> [Records for the task]:
· · · · · · ·
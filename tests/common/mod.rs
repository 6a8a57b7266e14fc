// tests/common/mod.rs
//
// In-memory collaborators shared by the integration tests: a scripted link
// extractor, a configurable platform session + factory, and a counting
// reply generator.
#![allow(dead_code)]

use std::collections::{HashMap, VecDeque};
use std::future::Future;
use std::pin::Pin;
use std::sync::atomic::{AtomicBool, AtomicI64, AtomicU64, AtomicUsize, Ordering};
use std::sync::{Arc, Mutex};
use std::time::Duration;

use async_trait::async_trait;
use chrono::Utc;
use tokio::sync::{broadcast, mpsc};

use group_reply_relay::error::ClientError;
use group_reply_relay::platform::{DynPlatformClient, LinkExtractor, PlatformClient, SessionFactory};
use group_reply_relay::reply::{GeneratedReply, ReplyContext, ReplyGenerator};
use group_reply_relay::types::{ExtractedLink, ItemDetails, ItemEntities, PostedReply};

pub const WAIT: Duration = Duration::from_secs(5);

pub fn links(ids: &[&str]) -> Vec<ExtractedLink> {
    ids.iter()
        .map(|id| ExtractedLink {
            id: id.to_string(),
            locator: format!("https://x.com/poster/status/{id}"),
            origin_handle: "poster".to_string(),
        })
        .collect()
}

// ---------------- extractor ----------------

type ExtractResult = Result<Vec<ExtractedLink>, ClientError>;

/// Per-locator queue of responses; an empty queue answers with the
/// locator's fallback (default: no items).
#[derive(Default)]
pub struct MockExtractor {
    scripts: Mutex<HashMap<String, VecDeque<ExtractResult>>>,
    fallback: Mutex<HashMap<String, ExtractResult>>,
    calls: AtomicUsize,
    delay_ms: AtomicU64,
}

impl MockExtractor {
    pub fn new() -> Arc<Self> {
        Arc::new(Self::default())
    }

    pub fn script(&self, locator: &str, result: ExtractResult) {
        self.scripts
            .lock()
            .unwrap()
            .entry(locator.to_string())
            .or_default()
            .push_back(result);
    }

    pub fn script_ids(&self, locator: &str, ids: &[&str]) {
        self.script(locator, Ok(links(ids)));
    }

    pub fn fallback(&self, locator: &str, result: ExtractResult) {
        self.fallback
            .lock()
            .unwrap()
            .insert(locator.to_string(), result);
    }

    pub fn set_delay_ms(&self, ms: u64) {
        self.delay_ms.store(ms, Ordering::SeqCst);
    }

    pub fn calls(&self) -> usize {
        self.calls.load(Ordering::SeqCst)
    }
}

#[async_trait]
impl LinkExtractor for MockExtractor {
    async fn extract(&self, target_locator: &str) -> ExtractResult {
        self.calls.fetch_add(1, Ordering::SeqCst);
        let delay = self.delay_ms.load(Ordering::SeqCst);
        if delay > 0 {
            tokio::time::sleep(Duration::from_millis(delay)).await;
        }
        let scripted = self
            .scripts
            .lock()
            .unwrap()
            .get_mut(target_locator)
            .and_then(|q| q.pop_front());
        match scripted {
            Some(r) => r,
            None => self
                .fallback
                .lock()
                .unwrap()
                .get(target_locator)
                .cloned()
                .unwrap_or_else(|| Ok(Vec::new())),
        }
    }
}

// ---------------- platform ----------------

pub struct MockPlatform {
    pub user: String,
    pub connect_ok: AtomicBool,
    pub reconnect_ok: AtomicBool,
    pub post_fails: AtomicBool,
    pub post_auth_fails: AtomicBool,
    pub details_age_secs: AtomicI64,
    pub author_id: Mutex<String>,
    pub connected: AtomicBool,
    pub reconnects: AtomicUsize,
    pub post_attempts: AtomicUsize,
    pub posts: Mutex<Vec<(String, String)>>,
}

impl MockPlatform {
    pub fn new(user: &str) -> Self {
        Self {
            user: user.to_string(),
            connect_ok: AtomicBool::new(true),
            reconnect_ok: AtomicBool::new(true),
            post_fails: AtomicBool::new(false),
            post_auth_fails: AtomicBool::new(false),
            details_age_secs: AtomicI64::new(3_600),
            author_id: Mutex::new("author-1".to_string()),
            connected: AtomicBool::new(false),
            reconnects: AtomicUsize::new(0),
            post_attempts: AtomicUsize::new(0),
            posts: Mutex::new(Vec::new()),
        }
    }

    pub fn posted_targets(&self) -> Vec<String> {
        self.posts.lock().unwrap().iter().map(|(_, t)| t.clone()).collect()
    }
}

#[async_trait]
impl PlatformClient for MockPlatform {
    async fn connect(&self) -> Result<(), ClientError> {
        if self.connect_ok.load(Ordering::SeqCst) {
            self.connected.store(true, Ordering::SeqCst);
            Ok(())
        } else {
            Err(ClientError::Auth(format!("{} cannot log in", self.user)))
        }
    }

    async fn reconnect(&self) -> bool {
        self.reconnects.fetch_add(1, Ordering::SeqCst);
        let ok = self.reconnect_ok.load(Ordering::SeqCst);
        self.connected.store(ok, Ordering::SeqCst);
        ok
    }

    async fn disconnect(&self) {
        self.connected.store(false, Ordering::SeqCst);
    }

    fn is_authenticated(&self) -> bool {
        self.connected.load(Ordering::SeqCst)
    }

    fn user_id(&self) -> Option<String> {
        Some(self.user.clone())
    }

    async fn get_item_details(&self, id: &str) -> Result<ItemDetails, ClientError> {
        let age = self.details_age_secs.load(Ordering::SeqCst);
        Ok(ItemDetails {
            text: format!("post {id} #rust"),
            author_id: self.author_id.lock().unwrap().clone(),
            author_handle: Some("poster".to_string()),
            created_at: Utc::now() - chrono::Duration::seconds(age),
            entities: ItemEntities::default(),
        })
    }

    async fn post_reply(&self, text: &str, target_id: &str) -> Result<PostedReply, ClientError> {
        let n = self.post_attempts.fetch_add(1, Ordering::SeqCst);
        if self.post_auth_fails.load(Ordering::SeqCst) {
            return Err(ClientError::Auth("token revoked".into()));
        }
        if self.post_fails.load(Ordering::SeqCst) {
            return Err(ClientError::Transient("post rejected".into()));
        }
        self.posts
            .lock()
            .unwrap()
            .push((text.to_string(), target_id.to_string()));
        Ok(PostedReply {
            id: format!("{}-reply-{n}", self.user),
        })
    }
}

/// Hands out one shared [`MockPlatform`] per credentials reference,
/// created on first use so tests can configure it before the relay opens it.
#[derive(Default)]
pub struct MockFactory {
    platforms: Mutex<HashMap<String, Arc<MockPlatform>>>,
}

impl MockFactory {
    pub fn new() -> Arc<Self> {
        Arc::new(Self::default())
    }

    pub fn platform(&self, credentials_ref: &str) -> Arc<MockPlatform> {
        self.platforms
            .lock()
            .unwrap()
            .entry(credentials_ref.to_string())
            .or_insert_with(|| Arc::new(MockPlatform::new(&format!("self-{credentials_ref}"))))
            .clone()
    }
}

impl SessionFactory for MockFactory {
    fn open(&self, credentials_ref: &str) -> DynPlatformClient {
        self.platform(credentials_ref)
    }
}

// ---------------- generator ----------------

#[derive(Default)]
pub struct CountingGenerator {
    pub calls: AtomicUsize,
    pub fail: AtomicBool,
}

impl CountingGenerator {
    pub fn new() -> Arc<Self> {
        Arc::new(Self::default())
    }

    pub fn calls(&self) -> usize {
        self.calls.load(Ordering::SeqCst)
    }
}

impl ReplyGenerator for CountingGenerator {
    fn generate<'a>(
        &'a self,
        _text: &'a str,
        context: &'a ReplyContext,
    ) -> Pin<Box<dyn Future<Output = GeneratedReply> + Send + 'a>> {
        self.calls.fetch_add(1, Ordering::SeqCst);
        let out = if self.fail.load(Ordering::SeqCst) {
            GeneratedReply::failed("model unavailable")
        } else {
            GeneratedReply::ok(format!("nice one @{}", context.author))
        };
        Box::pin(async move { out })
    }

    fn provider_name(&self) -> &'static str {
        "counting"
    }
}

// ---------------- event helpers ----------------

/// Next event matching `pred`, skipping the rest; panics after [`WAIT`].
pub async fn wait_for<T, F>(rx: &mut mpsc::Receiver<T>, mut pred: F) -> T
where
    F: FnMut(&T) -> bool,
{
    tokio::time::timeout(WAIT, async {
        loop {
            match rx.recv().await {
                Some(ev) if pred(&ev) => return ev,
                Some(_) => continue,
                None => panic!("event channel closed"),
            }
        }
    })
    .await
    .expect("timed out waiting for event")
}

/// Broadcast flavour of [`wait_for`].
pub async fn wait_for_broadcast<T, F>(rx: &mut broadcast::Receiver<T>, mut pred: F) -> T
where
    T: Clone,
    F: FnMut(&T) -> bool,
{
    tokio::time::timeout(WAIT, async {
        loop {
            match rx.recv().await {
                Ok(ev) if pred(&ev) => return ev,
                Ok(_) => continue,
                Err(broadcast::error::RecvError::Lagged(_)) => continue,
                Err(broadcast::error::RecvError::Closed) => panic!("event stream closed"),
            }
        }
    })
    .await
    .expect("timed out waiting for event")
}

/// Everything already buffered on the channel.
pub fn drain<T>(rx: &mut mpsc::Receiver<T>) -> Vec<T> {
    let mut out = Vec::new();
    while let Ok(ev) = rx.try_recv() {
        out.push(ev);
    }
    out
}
· · · · · · ·
> [Task requirements]: Each line above that has "ExtractResult" adds one to the count; say the final count with no other text.

> [Task answer]: 6